Mr Wolf was joint winner of the Wincott Foundation senior prize for excellence in financial journalism for 1989 and 1997. He won the RTZ David Watt memorial prize for 1994, granted annually “to a writer judged to have made an outstanding contribution in the English language towards the clarification of national, international and political issues and the promotion of their greater understanding”. He won the “Accenture Decade of Excellence” at the Business Journalist of the Year Awards of 2003. He won the Newspaper Feature of the Year Award at the Workworld Media Awards 2003. On 1st December 2005 he was given First Magazine’s “Special Advocacy Award” at its annual “Award for Responsible Capitalism”.

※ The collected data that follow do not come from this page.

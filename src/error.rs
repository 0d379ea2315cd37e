use crate::debug::Color;
use std::fmt;

/// Heap invariant violations reported by [`crate::Arena::verify`].
#[derive(Copy, Clone, Debug, PartialEq, Eq)]
pub enum GcError {
    /// A header's `prev` link does not point back at its predecessor.
    BrokenLink { addr: usize },
    /// A header sits in a list whose color it does not carry.
    ColorMismatch { addr: usize, expected: Color },
    /// The black list still holds objects outside of a collection.
    BlackListNotEmpty { len: usize },
    /// Walking the lists found a different number of objects than the arena
    /// has accounted for.
    CountMismatch { counted: usize, expected: usize },
}

impl fmt::Display for GcError {
    fn fmt(&self, f: &mut fmt::Formatter<'_>) -> fmt::Result {
        match self {
            GcError::BrokenLink { addr } => {
                write!(f, "broken list link at {:#x}", addr)
            }
            GcError::ColorMismatch { addr, expected } => {
                write!(f, "object at {:#x} is not {}", addr, expected)
            }
            GcError::BlackListNotEmpty { len } => {
                write!(f, "black list holds {} objects outside of a collection", len)
            }
            GcError::CountMismatch { counted, expected } => {
                write!(f, "counted {} objects, expected {}", counted, expected)
            }
        }
    }
}

impl std::error::Error for GcError {}
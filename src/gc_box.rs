use crate::header::{DestroyFn, GcMark, GcVTable, Header, TraceFn};
use crate::trace::{Trace, Tracer};
use std::mem::size_of;
use std::ptr::NonNull;

// A cell is a single boxed allocation, and is never moved or resized:
//
//   Gc<T> / NonNull<Header>
//    |
//    V
//   [ Header ][ padding ][ T value ]
//
// `repr(C)` keeps the header at offset zero, so a cell pointer and its header
// pointer are the same address and the type-erased vtable entries can cast
// one into the other.
#[repr(C)]
pub(crate) struct GcBox<T: Trace> {
    header: Header,
    value: T,
}

impl<T: Trace> GcBox<T> {
    const VTABLE: GcVTable = GcVTable {
        trace: if T::IS_LEAF {
            Self::trace_leaf as TraceFn
        } else {
            Self::trace_value as TraceFn
        },
        destroy: Self::destroy as DestroyFn,
        type_name: std::any::type_name::<T>,
        size: size_of::<GcBox<T>>(),
    };

    /// Allocates a new cell colored with `mark`. The cell is not yet linked
    /// into any list.
    pub fn new(value: T, mark: GcMark) -> NonNull<GcBox<T>> {
        let cell = Box::new(GcBox {
            header: Header::new(mark, &Self::VTABLE),
            value,
        });

        NonNull::from(Box::leak(cell))
    }

    pub fn header(&self) -> &Header {
        &self.header
    }

    pub fn value(&self) -> &T {
        &self.value
    }

    pub fn header_ptr(this: NonNull<GcBox<T>>) -> NonNull<Header> {
        this.cast()
    }

    // SAFETY: `header` must be the header of a live `GcBox<T>`.
    pub unsafe fn from_header(header: NonNull<Header>) -> NonNull<GcBox<T>> {
        header.cast()
    }

    unsafe fn trace_value(this: NonNull<Header>, tracer: &mut Tracer) {
        Self::from_header(this).as_ref().value.trace(tracer)
    }

    unsafe fn trace_leaf(_: NonNull<Header>, _: &mut Tracer) {}

    unsafe fn destroy(this: NonNull<Header>) {
        drop(Box::from_raw(Self::from_header(this).as_ptr()));
    }
}

#[cfg(test)]
mod tests {
    use super::*;
    use std::cell::Cell;
    use std::rc::Rc;

    struct DropCount(Rc<Cell<usize>>);

    impl Drop for DropCount {
        fn drop(&mut self) {
            self.0.set(self.0.get() + 1);
        }
    }

    unsafe impl Trace for DropCount {
        const IS_LEAF: bool = true;

        fn trace(&self, _: &mut Tracer) {}
    }

    #[test]
    fn header_is_at_cell_address() {
        let cell = GcBox::new(69usize, GcMark::Red);
        let header = GcBox::header_ptr(cell);

        unsafe {
            assert_eq!(header.as_ptr() as usize, cell.as_ptr() as usize);
            assert!(std::ptr::eq(header.as_ref(), cell.as_ref().header()));
            assert_eq!(*cell.as_ref().value(), 69);
            assert_eq!(header.as_ref().get_mark(), GcMark::Red);
            assert_eq!(header.as_ref().type_name(), "usize");
            assert_eq!(header.as_ref().size(), size_of::<GcBox<usize>>());

            Header::destroy(header);
        }
    }

    #[test]
    fn destroy_runs_teardown_once() {
        let drops = Rc::new(Cell::new(0));
        let cell = GcBox::new(DropCount(drops.clone()), GcMark::Green);

        assert_eq!(drops.get(), 0);
        unsafe { Header::destroy(GcBox::header_ptr(cell)) };
        assert_eq!(drops.get(), 1);
    }
}
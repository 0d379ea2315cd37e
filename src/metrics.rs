use std::cell::Cell;
use std::time::Duration;

/// A 'snapshot' of the arena's bookkeeping.
///
/// Obtained by calling [`crate::Arena::metrics`].
#[derive(Copy, Clone, Debug, Default, PartialEq, Eq)]
pub struct GcMetrics {
    /// Number of collections that have completed.
    pub collections: u64,

    /// Objects currently allocated in the arena.
    pub live_objects: u64,

    /// Bytes held by the live objects, headers included.
    pub live_bytes: u64,

    /// Objects allocated over the lifetime of the arena.
    pub allocated_objects: u64,

    /// Objects destroyed over the lifetime of the arena.
    pub freed_objects: u64,

    /// Objects proven reachable by the last collection.
    pub last_marked: u64,

    /// Objects destroyed by the last collection.
    pub last_swept: u64,

    /// Root handles currently registered.
    pub roots: u64,

    /// Running average of collection times in microseconds.
    pub collect_avg_time: u64,
}

pub(crate) struct Metrics {
    collections: Cell<u64>,
    live_objects: Cell<u64>,
    live_bytes: Cell<u64>,
    allocated_objects: Cell<u64>,
    freed_objects: Cell<u64>,
    last_marked: Cell<u64>,
    last_swept: Cell<u64>,
    collect_avg_time: Cell<u64>,
}

impl Metrics {
    pub fn new() -> Self {
        Self {
            collections: Cell::new(0),
            live_objects: Cell::new(0),
            live_bytes: Cell::new(0),
            allocated_objects: Cell::new(0),
            freed_objects: Cell::new(0),
            last_marked: Cell::new(0),
            last_swept: Cell::new(0),
            collect_avg_time: Cell::new(0),
        }
    }

    pub fn record_alloc(&self, bytes: usize) {
        self.live_objects.set(self.live_objects.get() + 1);
        self.live_bytes.set(self.live_bytes.get() + bytes as u64);
        self.allocated_objects.set(self.allocated_objects.get() + 1);
    }

    pub fn record_free(&self, bytes: usize) {
        self.live_objects.set(self.live_objects.get() - 1);
        self.live_bytes.set(self.live_bytes.get() - bytes as u64);
        self.freed_objects.set(self.freed_objects.get() + 1);
    }

    pub fn record_collection(&self, marked: usize, swept: usize, elapsed: Duration) {
        let collections = self.collections.get() + 1;

        self.collections.set(collections);
        self.last_marked.set(marked as u64);
        self.last_swept.set(swept as u64);

        update_avg_u64(
            &self.collect_avg_time,
            elapsed.as_micros() as u64,
            collections,
        );
    }

    pub fn get_collections(&self) -> u64 {
        self.collections.get()
    }

    pub fn get_live_objects(&self) -> u64 {
        self.live_objects.get()
    }

    pub fn snapshot(&self, roots: usize) -> GcMetrics {
        GcMetrics {
            collections: self.collections.get(),
            live_objects: self.live_objects.get(),
            live_bytes: self.live_bytes.get(),
            allocated_objects: self.allocated_objects.get(),
            freed_objects: self.freed_objects.get(),
            last_marked: self.last_marked.get(),
            last_swept: self.last_swept.get(),
            roots: roots as u64,
            collect_avg_time: self.collect_avg_time.get(),
        }
    }
}

pub fn update_avg_u64(running_avg: &Cell<u64>, new_value: u64, sample_size: u64) {
    let avg = running_avg.get();
    let update = new_value.abs_diff(avg) / sample_size;
    let new_avg = if new_value < avg {
        avg - update
    } else {
        avg + update
    };

    running_avg.set(new_avg);
}

#[cfg(test)]
mod tests {
    use super::*;

    #[test]
    fn running_average_moves_both_ways() {
        let avg = Cell::new(0);

        update_avg_u64(&avg, 100, 1);
        assert_eq!(avg.get(), 100);

        update_avg_u64(&avg, 50, 2);
        assert_eq!(avg.get(), 75);

        update_avg_u64(&avg, 150, 3);
        assert_eq!(avg.get(), 100);
    }

    #[test]
    fn alloc_and_free_balance() {
        let metrics = Metrics::new();

        metrics.record_alloc(32);
        metrics.record_alloc(16);
        metrics.record_free(32);

        let snapshot = metrics.snapshot(2);

        assert_eq!(snapshot.live_objects, 1);
        assert_eq!(snapshot.live_bytes, 16);
        assert_eq!(snapshot.allocated_objects, 2);
        assert_eq!(snapshot.freed_objects, 1);
        assert_eq!(snapshot.roots, 2);
    }
}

In January 2008, Mr Wolf won the AMEC Lifetime achievement Award at the Workworld Media Awards for 2007. He came second equal in the Royal Statistical Society’s awards for statistical excellence in journalism for 2008, in the category for print and online journalism. He won the “Commentator of the Year” award at the Business Journalist of the Year Awards of 2008. He was also placed among the world’s 100 leading public policy intellectuals by the British magazine Prospect and the US magazine, Foreign Policy in May 2008. He won the “Ludwig-Erhard-Preis für Wirtschaftspublizistik” (“Ludwig Erhard Prize for economic commentary”) from the Ludwig Erhard Stiftung (Foundation) for 2009.

His most recent publications are Why Globalization Works (Yale University Press, 2004) and Fixing Global Finance (Washington D.C: Johns Hopkins University Press, and London: Yale University Press, 2008).

 Related Sessions

Saturday 1 November 2008, 1.30pm Lecture Theatre 1
Growing pains: the pros and cons of economic dynamism


 Publications

Fixing Global Finance (Washington D.C, Johns Hopkins University Press, 2008)
Why Globalization Works (New Haven and London: Yale University Press, 2004)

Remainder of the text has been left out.